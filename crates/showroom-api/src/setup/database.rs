//! Database setup and initialization

use anyhow::{Context, Result};
use showroom_core::Config;
use sqlx::postgres::PgPoolOptions;
use sqlx::PgPool;
use std::path::Path;
use std::time::Duration;

/// Setup database connection pool and run migrations
pub async fn setup_database(config: &Config) -> Result<PgPool> {
    tracing::info!("Connecting to database...");
    let pool = PgPoolOptions::new()
        .max_connections(config.db_max_connections)
        .acquire_timeout(Duration::from_secs(config.db_timeout_seconds))
        .idle_timeout(Duration::from_secs(600))
        .max_lifetime(Duration::from_secs(1800))
        .connect(&config.database_url)
        .await?;

    tracing::info!(
        max_connections = config.db_max_connections,
        "Database connected successfully"
    );

    // Run pending migrations on startup (path: workspace migrations/ from crate root)
    let migrations_dir = Path::new(env!("CARGO_MANIFEST_DIR")).join("../../migrations");
    let migrator = sqlx::migrate::Migrator::new(migrations_dir)
        .await
        .context("Failed to load migrations")?;
    migrator
        .run(&pool)
        .await
        .context("Failed to run database migrations")?;
    tracing::info!("Database migrations applied");

    Ok(pool)
}
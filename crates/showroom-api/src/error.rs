//! HTTP error response conversion
//!
//! This module provides HTTP-specific error response conversion for AppError.
//!
//! **Preferred handler pattern:** Return `Result<impl IntoResponse, HttpAppError>`.
//! Use `AppError` (or types that implement `Into<AppError>`) for errors and `?`
//! so they become `HttpAppError` and render consistently (status, body, logging).

use axum::{
    extract::rejection::JsonRejection,
    extract::{FromRequest, Request},
    http::StatusCode,
    response::{IntoResponse, Response},
    Json,
};
use serde::{de::DeserializeOwned, Serialize};
use showroom_core::{messages, AppError, ErrorMetadata, LogLevel, Message};
use showroom_processing::NormalizeError;
use showroom_storage::StorageError;

/// Client-facing error shape: `{ "success": false, "message": { en, ar } }`.
#[derive(Debug, Serialize)]
pub struct ErrorResponse {
    pub success: bool,
    pub message: Message,
}

/// Wrapper type for AppError to implement IntoResponse.
/// Necessary because of Rust's orphan rules - we can't implement
/// IntoResponse (external trait) for AppError (external type from showroom-core).
#[derive(Debug)]
pub struct HttpAppError(pub AppError);

impl From<AppError> for HttpAppError {
    fn from(err: AppError) -> Self {
        HttpAppError(err)
    }
}

impl From<anyhow::Error> for HttpAppError {
    fn from(err: anyhow::Error) -> Self {
        HttpAppError(AppError::Internal(err.to_string()))
    }
}

impl From<sqlx::Error> for HttpAppError {
    fn from(err: sqlx::Error) -> Self {
        HttpAppError(err.into())
    }
}

// Domain errors convert here rather than in their own crates (orphan rules:
// we implement for the local HttpAppError).

pub fn storage_to_app(err: StorageError) -> AppError {
    match err {
        StorageError::NotFound(key) => AppError::NotFound(messages::not_found_with_id(&key)),
        StorageError::InvalidKey(msg) => AppError::Storage(format!("invalid key: {}", msg)),
        StorageError::IoError(e) => AppError::Storage(format!("IO error: {}", e)),
        other => AppError::Storage(other.to_string()),
    }
}

impl From<StorageError> for HttpAppError {
    fn from(err: StorageError) -> Self {
        HttpAppError(storage_to_app(err))
    }
}

impl From<NormalizeError> for HttpAppError {
    fn from(err: NormalizeError) -> Self {
        HttpAppError(err.into())
    }
}

impl From<showroom_processing::ValidationError> for HttpAppError {
    fn from(err: showroom_processing::ValidationError) -> Self {
        HttpAppError(err.into())
    }
}

/// Convert JSON body deserialization failures into a 400 with the bilingual
/// error shape instead of axum's plain-text default.
impl From<JsonRejection> for HttpAppError {
    fn from(rejection: JsonRejection) -> Self {
        tracing::debug!(rejection = %rejection.body_text(), "Invalid JSON body");
        HttpAppError(AppError::Validation(messages::invalid_input()))
    }
}

/// JSON body extractor that renders rejections in the API's error shape.
#[derive(Debug, Clone, Copy)]
pub struct ApiJson<T>(pub T);

impl<T, S> FromRequest<S> for ApiJson<T>
where
    T: DeserializeOwned + Send,
    S: Send + Sync,
    Json<T>: FromRequest<S, Rejection = JsonRejection>,
{
    type Rejection = HttpAppError;

    async fn from_request(req: Request, state: &S) -> Result<Self, Self::Rejection> {
        let Json(inner) = Json::<T>::from_request(req, state)
            .await
            .map_err(HttpAppError::from)?;
        Ok(ApiJson(inner))
    }
}

fn log_error(error: &AppError) {
    match error.log_level() {
        LogLevel::Debug => tracing::debug!(error = %error, "Request failed"),
        LogLevel::Warn => tracing::warn!(error = %error, "Request failed"),
        LogLevel::Error => tracing::error!(error = %error, "Request failed"),
    }
}

impl IntoResponse for HttpAppError {
    fn into_response(self) -> Response {
        let app_error = &self.0;

        let status = StatusCode::from_u16(app_error.http_status_code())
            .unwrap_or(StatusCode::INTERNAL_SERVER_ERROR);

        log_error(app_error);

        let body = Json(ErrorResponse {
            success: false,
            message: app_error.client_message(),
        });

        (status, body).into_response()
    }
}

#[cfg(test)]
mod tests {
    use super::*;
    use showroom_processing::validator::ValidationError;

    #[test]
    fn storage_write_failures_are_internal() {
        let err = storage_to_app(StorageError::WriteFailed("disk full".into()));
        assert_eq!(err.http_status_code(), 500);
        // Internals stay out of the client message
        assert_eq!(err.client_message(), messages::server_error());
    }

    #[test]
    fn storage_not_found_maps_to_404() {
        let err = storage_to_app(StorageError::NotFound("cars/x.jpg".into()));
        assert_eq!(err.http_status_code(), 404);
    }

    #[test]
    fn validation_errors_render_bilingual_image_messages() {
        let err: AppError = ValidationError::InvalidContentType {
            content_type: "application/pdf".into(),
        }
        .into();
        assert_eq!(err.http_status_code(), 400);
        assert_eq!(err.client_message(), messages::image_only());
    }

    #[test]
    fn error_body_has_success_false_and_bilingual_message() {
        let body = ErrorResponse {
            success: false,
            message: messages::not_found(),
        };
        let json = serde_json::to_value(&body).unwrap();
        assert_eq!(json["success"], false);
        assert!(json["message"]["en"].is_string());
        assert!(json["message"]["ar"].is_string());
    }
}
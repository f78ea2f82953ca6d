//! Configuration module
//!
//! Env-driven configuration with defaults, loaded once at startup via
//! [`Config::from_env`] and validated fail-fast with [`Config::validate`].

use std::env;
use std::str::FromStr;

use crate::storage_types::StorageBackend;

const DEFAULT_PORT: u16 = 3000;
const DEFAULT_MAX_CONNECTIONS: u32 = 20;
const DEFAULT_DB_TIMEOUT_SECS: u64 = 30;
const DEFAULT_JWT_EXPIRY_HOURS: i64 = 24;
const DEFAULT_MAX_FILE_SIZE: usize = 2 * 1024 * 1024;
const DEFAULT_MAX_IMAGE_WIDTH: u32 = 1200;
const DEFAULT_JPEG_QUALITY: u8 = 80;
const DEFAULT_MAX_IMAGES_PER_CAR: usize = 10;

/// Application configuration.
#[derive(Clone, Debug)]
pub struct Config {
    pub server_port: u16,
    pub environment: String,
    pub cors_origins: Vec<String>,
    pub database_url: String,
    pub db_max_connections: u32,
    pub db_timeout_seconds: u64,
    pub jwt_secret: String,
    pub jwt_expiry_hours: i64,
    pub root_admin_email: Option<String>,
    pub root_admin_password: Option<String>,
    // Storage configuration
    pub storage_backend: StorageBackend,
    pub local_storage_path: String,
    pub local_storage_base_url: String,
    pub s3_bucket: Option<String>,
    pub s3_region: Option<String>,
    pub s3_endpoint: Option<String>,
    // Image pipeline configuration
    pub max_file_size_bytes: usize,
    pub max_image_width: u32,
    pub jpeg_quality: u8,
    pub max_images_per_car: usize,
    pub allowed_content_types: Vec<String>,
}

fn env_or<T: FromStr>(key: &str, default: T) -> T {
    env::var(key)
        .ok()
        .and_then(|v| v.parse().ok())
        .unwrap_or(default)
}

fn env_opt(key: &str) -> Option<String> {
    env::var(key).ok().filter(|v| !v.is_empty())
}

impl Config {
    pub fn from_env() -> Result<Self, anyhow::Error> {
        // Load .env if present; real env vars win.
        dotenvy::dotenv().ok();

        let database_url = env::var("DATABASE_URL")
            .map_err(|_| anyhow::anyhow!("DATABASE_URL must be set"))?;
        let jwt_secret =
            env::var("JWT_SECRET").map_err(|_| anyhow::anyhow!("JWT_SECRET must be set"))?;

        let storage_backend = env_opt("STORAGE_BACKEND")
            .map(|v| v.parse::<StorageBackend>())
            .transpose()
            .map_err(|e| anyhow::anyhow!(e))?
            .unwrap_or(StorageBackend::Local);

        let cors_origins = env_opt("CORS_ORIGINS")
            .map(|v| {
                v.split(',')
                    .map(|s| s.trim().to_string())
                    .filter(|s| !s.is_empty())
                    .collect()
            })
            .unwrap_or_default();

        Ok(Config {
            server_port: env_or("PORT", DEFAULT_PORT),
            environment: env_opt("ENVIRONMENT").unwrap_or_else(|| "development".to_string()),
            cors_origins,
            database_url,
            db_max_connections: env_or("DB_MAX_CONNECTIONS", DEFAULT_MAX_CONNECTIONS),
            db_timeout_seconds: env_or("DB_TIMEOUT_SECONDS", DEFAULT_DB_TIMEOUT_SECS),
            jwt_secret,
            jwt_expiry_hours: env_or("JWT_EXPIRY_HOURS", DEFAULT_JWT_EXPIRY_HOURS),
            root_admin_email: env_opt("ROOT_ADMIN_EMAIL"),
            root_admin_password: env_opt("ROOT_ADMIN_PASSWORD"),
            storage_backend,
            local_storage_path: env_opt("LOCAL_STORAGE_PATH")
                .unwrap_or_else(|| "uploads".to_string()),
            local_storage_base_url: env_opt("LOCAL_STORAGE_BASE_URL")
                .unwrap_or_else(|| "/uploads".to_string()),
            s3_bucket: env_opt("S3_BUCKET"),
            s3_region: env_opt("S3_REGION").or_else(|| env_opt("AWS_REGION")),
            s3_endpoint: env_opt("S3_ENDPOINT"),
            max_file_size_bytes: env_or("MAX_FILE_SIZE", DEFAULT_MAX_FILE_SIZE),
            max_image_width: env_or("MAX_IMAGE_WIDTH", DEFAULT_MAX_IMAGE_WIDTH),
            jpeg_quality: env_or("JPEG_QUALITY", DEFAULT_JPEG_QUALITY),
            max_images_per_car: env_or("MAX_IMAGES_PER_CAR", DEFAULT_MAX_IMAGES_PER_CAR),
            allowed_content_types: vec![
                "image/jpeg".to_string(),
                "image/jpg".to_string(),
                "image/png".to_string(),
                "image/webp".to_string(),
            ],
        })
    }

    /// Fail fast on misconfiguration before any service starts.
    pub fn validate(&self) -> Result<(), anyhow::Error> {
        if self.jwt_secret.len() < 16 {
            anyhow::bail!("JWT_SECRET must be at least 16 characters");
        }
        if self.max_file_size_bytes == 0 {
            anyhow::bail!("MAX_FILE_SIZE must be greater than zero");
        }
        if self.jpeg_quality == 0 || self.jpeg_quality > 100 {
            anyhow::bail!("JPEG_QUALITY must be within 1..=100");
        }
        if self.storage_backend == StorageBackend::S3 && self.s3_bucket.is_none() {
            anyhow::bail!("S3_BUCKET must be set when STORAGE_BACKEND=s3");
        }
        Ok(())
    }

    pub fn is_production(&self) -> bool {
        let env = self.environment.to_lowercase();
        env == "production" || env == "prod"
    }
}

#[cfg(test)]
mod tests {
    use super::*;

    fn test_config() -> Config {
        Config {
            server_port: 3000,
            environment: "test".into(),
            cors_origins: vec![],
            database_url: "postgres://localhost/showroom_test".into(),
            db_max_connections: 5,
            db_timeout_seconds: 5,
            jwt_secret: "0123456789abcdef0123456789abcdef".into(),
            jwt_expiry_hours: 24,
            root_admin_email: None,
            root_admin_password: None,
            storage_backend: StorageBackend::Local,
            local_storage_path: "uploads".into(),
            local_storage_base_url: "/uploads".into(),
            s3_bucket: None,
            s3_region: None,
            s3_endpoint: None,
            max_file_size_bytes: DEFAULT_MAX_FILE_SIZE,
            max_image_width: DEFAULT_MAX_IMAGE_WIDTH,
            jpeg_quality: DEFAULT_JPEG_QUALITY,
            max_images_per_car: DEFAULT_MAX_IMAGES_PER_CAR,
            allowed_content_types: vec!["image/jpeg".into()],
        }
    }

    #[test]
    fn valid_config_passes_validation() {
        assert!(test_config().validate().is_ok());
    }

    #[test]
    fn short_jwt_secret_is_rejected() {
        let mut config = test_config();
        config.jwt_secret = "short".into();
        assert!(config.validate().is_err());
    }

    #[test]
    fn s3_backend_requires_bucket() {
        let mut config = test_config();
        config.storage_backend = StorageBackend::S3;
        assert!(config.validate().is_err());
        config.s3_bucket = Some("showroom-media".into());
        assert!(config.validate().is_ok());
    }
}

+++++

What you will do:
Word for word, repeat the data from its first line through the line with "from crate root)", including both of those lines and no others.

Answer for this exercise:
filename crates/showroom-api/src/setup/database.rs
//! Database setup and initialization

use anyhow::{Context, Result};
use showroom_core::Config;
use sqlx::postgres::PgPoolOptions;
use sqlx::PgPool;
use std::path::Path;
use std::time::Duration;

/// Setup database connection pool and run migrations
pub async fn setup_database(config: &Config) -> Result<PgPool> {
    tracing::info!("Connecting to database...");
    let pool = PgPoolOptions::new()
        .max_connections(config.db_max_connections)
        .acquire_timeout(Duration::from_secs(config.db_timeout_seconds))
        .idle_timeout(Duration::from_secs(600))
        .max_lifetime(Duration::from_secs(1800))
        .connect(&config.database_url)
        .await?;

    tracing::info!(
        max_connections = config.db_max_connections,
        "Database connected successfully"
    );

    // Run pending migrations on startup (path: workspace migrations/ from crate root)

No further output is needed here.